### REQUIREMENT
Word for word, transcribe the data below from the line with "pub fn path_for(&self, month: MonthId)" to the line with "guard claim timed", keeping both of those lines.

### RECORDS FOR THIS EXERCISE
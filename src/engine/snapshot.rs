use std::collections::HashSet;
use std::future::Future;
use std::sync::Arc;
use std::time::Duration;

use chrono::{DateTime, FixedOffset, NaiveDate, Utc};
use serde::{Deserialize, Serialize};
use tracing::{error, info};
use ulid::Ulid;

use crate::blob::{BlobError, BlobStore, ObjectMetadata};
use crate::clock::Clock;
use crate::model::{MonthId, Reservation, SnapshotMeta};
use crate::observability::SNAPSHOT_BUILDS_TOTAL;
use crate::period::Period;
use crate::store::{DocumentStore, MetaDecision, StoreError, bounded};

use super::EngineError;

pub const SNAPSHOT_CONTENT_TYPE: &str = "application/json";
pub const SNAPSHOT_CACHE_CONTROL: &str = "public, max-age=31536000, immutable";

#[derive(Debug, Clone, PartialEq, Eq)]
pub enum SnapshotOutcome {
    Built {
        month: MonthId,
        path: String,
        doc_count: usize,
        built_at: DateTime<Utc>,
    },
    /// A build for this month already succeeded today; nothing was written.
    AlreadyBuiltToday {
        month: MonthId,
        last_built_at: DateTime<Utc>,
    },
}

/// The cached month export as clients read it.
#[derive(Debug, Clone, PartialEq, Eq, Serialize, Deserialize)]
#[serde(rename_all = "camelCase")]
pub struct SnapshotArtifact {
    pub month_id: String,
    pub docs: Vec<SnapshotDoc>,
}

#[derive(Debug, Clone, PartialEq, Eq, Serialize, Deserialize)]
#[serde(rename_all = "camelCase")]
pub struct SnapshotDoc {
    pub id: Ulid,
    pub room_id: String,
    pub title: String,
    pub name: String,
    pub date: NaiveDate,
    pub periods: Vec<Period>,
    #[serde(with = "iso_millis")]
    pub start: DateTime<Utc>,
    #[serde(with = "iso_millis")]
    pub end: DateTime<Utc>,
    pub created_by: String,
    #[serde(with = "iso_millis")]
    pub created_at: DateTime<Utc>,
    #[serde(with = "iso_millis")]
    pub updated_at: DateTime<Utc>,
}

impl From<&Reservation> for SnapshotDoc {
    fn from(r: &Reservation) -> Self {
        Self {
            id: r.id,
            room_id: r.room_id.clone(),
            title: r.title.clone(),
            name: r.name.clone(),
            date: r.date,
            periods: r.periods.clone(),
            start: r.start,
            end: r.end,
            created_by: r.created_by.clone(),
            created_at: r.created_at,
            updated_at: r.updated_at,
        }
    }
}

impl From<SnapshotDoc> for Reservation {
    fn from(d: SnapshotDoc) -> Self {
        Self {
            id: d.id,
            room_id: d.room_id,
            title: d.title,
            name: d.name,
            date: d.date,
            periods: d.periods,
            start: d.start,
            end: d.end,
            created_by: d.created_by,
            created_at: d.created_at,
            updated_at: d.updated_at,
        }
    }
}

/// `2025-08-27T08:50:00.000Z`
mod iso_millis {
    use chrono::{DateTime, SecondsFormat, Utc};
    use serde::{Deserialize, Deserializer, Serializer};

    pub fn serialize<S: Serializer>(dt: &DateTime<Utc>, s: S) -> Result<S::Ok, S::Error> {
        s.serialize_str(&dt.to_rfc3339_opts(SecondsFormat::Millis, true))
    }

    pub fn deserialize<'de, D: Deserializer<'de>>(d: D) -> Result<DateTime<Utc>, D::Error> {
        let raw = String::deserialize(d)?;
        DateTime::parse_from_rfc3339(&raw)
            .map(|dt| dt.with_timezone(&Utc))
            .map_err(serde::de::Error::custom)
    }
}

/// Builds month exports, at most once per calendar day per month.
pub struct SnapshotBuilder {
    store: Arc<dyn DocumentStore>,
    blobs: Arc<dyn BlobStore>,
    clock: Arc<dyn Clock>,
    offset: FixedOffset,
    prefix: String,
    timeout: Duration,
}

impl SnapshotBuilder {
    pub fn new(
        store: Arc<dyn DocumentStore>,
        blobs: Arc<dyn BlobStore>,
        clock: Arc<dyn Clock>,
        offset: FixedOffset,
        prefix: impl Into<String>,
        timeout: Duration,
    ) -> Self {
        Self { store, blobs, clock, offset, prefix: prefix.into(), timeout }
    }

    pub fn path_for(&self, month: MonthId) -> String {
        let prefix = self.prefix.trim_end_matches('/');
        if prefix.is_empty() {
            format!("{month}.json")
        } else {
            format!("{prefix}/{month}.json")
        }
    }

    /// Claim today's build for `month`, then export it.
    ///
    /// The claim is a single read-modify-write on the month's metadata, so of
    /// any number of concurrent callers on one day exactly one proceeds. A
    /// failure after the claim is returned but not rolled back; the next
    /// attempt happens the following day.
    pub async fn build(&self, month: MonthId) -> Result<SnapshotOutcome, EngineError> {
        let now = self.clock.now();
        let offset = self.offset;
        let today = now.with_timezone(&offset).date_naive();
        let decide: MetaDecision = Box::new(move |previous| match previous {
            Some(meta) if meta.last_built_at.with_timezone(&offset).date_naive() == today => None,
            _ => Some(SnapshotMeta { month, last_built_at: now }),
        });

        let update = match bounded(self.timeout, self.store.update_snapshot_meta(month, decide)).await {
            Ok(update) => update,
            Err(StoreError::Timeout) => {
                metrics::counter!(SNAPSHOT_BUILDS_TOTAL, "outcome" => "guard_unknown").increment(1);
                error!("snapshot {month}: guard claim timed out, outcome unknown");
                return Err(EngineError::SnapshotGuardUnknown(month));
            }
            Err(e) => return Err(e.into()),
        };

        if update.written.is_none() {
            let last_built_at = update.previous.map_or(now, |m| m.last_built_at);
            metrics::counter!(SNAPSHOT_BUILDS_TOTAL, "outcome" => "already_built").increment(1);
            info!("snapshot {month}: already built today at {last_built_at}");
            return Ok(SnapshotOutcome::AlreadyBuiltToday { month, last_built_at });
        }

        match self.export(month).await {
            Ok((path, doc_count)) => {
                metrics::counter!(SNAPSHOT_BUILDS_TOTAL, "outcome" => "built").increment(1);
                info!("snapshot {month}: wrote {doc_count} docs to {path}");
                Ok(SnapshotOutcome::Built { month, path, doc_count, built_at: now })
            }
            Err(e) => {
                metrics::counter!(SNAPSHOT_BUILDS_TOTAL, "outcome" => "failed").increment(1);
                error!("snapshot {month}: build failed after claim: {e}");
                Err(e)
            }
        }
    }

    async fn export(&self, month: MonthId) -> Result<(String, usize), EngineError> {
        let docs = self.collect(month).await?;
        let artifact = SnapshotArtifact { month_id: month.to_string(), docs };
        let bytes = serde_json::to_vec(&artifact).map_err(BlobError::from)?;
        let path = self.path_for(month);
        let metadata = ObjectMetadata {
            content_type: SNAPSHOT_CONTENT_TYPE.into(),
            cache_control: SNAPSHOT_CACHE_CONTROL.into(),
        };
        self.blob_call(self.blobs.put(&path, bytes, metadata)).await?;
        Ok((path, artifact.docs.len()))
    }

    /// Reservations starting within `month`, by start ascending, one per id.
    pub async fn collect(&self, month: MonthId) -> Result<Vec<SnapshotDoc>, EngineError> {
        let (from, to) = month.bounds(self.offset);
        let found = bounded(self.timeout, self.store.query_reservations_by_start(from, to)).await?;
        let mut seen = HashSet::with_capacity(found.len());
        Ok(found
            .iter()
            .filter(|r| seen.insert(r.id))
            .map(SnapshotDoc::from)
            .collect())
    }

    async fn blob_call<T, F>(&self, call: F) -> Result<T, BlobError>
    where
        F: Future<Output = Result<T, BlobError>>,
    {
        match tokio::time::timeout(self.timeout, call).await {
            Ok(result) => result,
            Err(_) => Err(BlobError::Timeout),
        }
    }

    /// The stored artifact for `month`, if one has been built.
    pub async fn load(&self, month: MonthId) -> Result<Option<SnapshotArtifact>, EngineError> {
        let Some(object) = self.blob_call(self.blobs.get(&self.path_for(month))).await? else {
            return Ok(None);
        };
        let artifact = serde_json::from_slice(&object.bytes).map_err(BlobError::from)?;
        Ok(Some(artifact))
    }
}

### EXERCISE OUTPUT
    pub fn path_for(&self, month: MonthId) -> String {
        let prefix = self.prefix.trim_end_matches('/');
        if prefix.is_empty() {
            format!("{month}.json")
        } else {
            format!("{prefix}/{month}.json")
        }
    }

    /// Claim today's build for `month`, then export it.
    ///
    /// The claim is a single read-modify-write on the month's metadata, so of
    /// any number of concurrent callers on one day exactly one proceeds. A
    /// failure after the claim is returned but not rolled back; the next
    /// attempt happens the following day.
    pub async fn build(&self, month: MonthId) -> Result<SnapshotOutcome, EngineError> {
        let now = self.clock.now();
        let offset = self.offset;
        let today = now.with_timezone(&offset).date_naive();
        let decide: MetaDecision = Box::new(move |previous| match previous {
            Some(meta) if meta.last_built_at.with_timezone(&offset).date_naive() == today => None,
            _ => Some(SnapshotMeta { month, last_built_at: now }),
        });

        let update = match bounded(self.timeout, self.store.update_snapshot_meta(month, decide)).await {
            Ok(update) => update,
            Err(StoreError::Timeout) => {
                metrics::counter!(SNAPSHOT_BUILDS_TOTAL, "outcome" => "guard_unknown").increment(1);
                error!("snapshot {month}: guard claim timed out, outcome unknown");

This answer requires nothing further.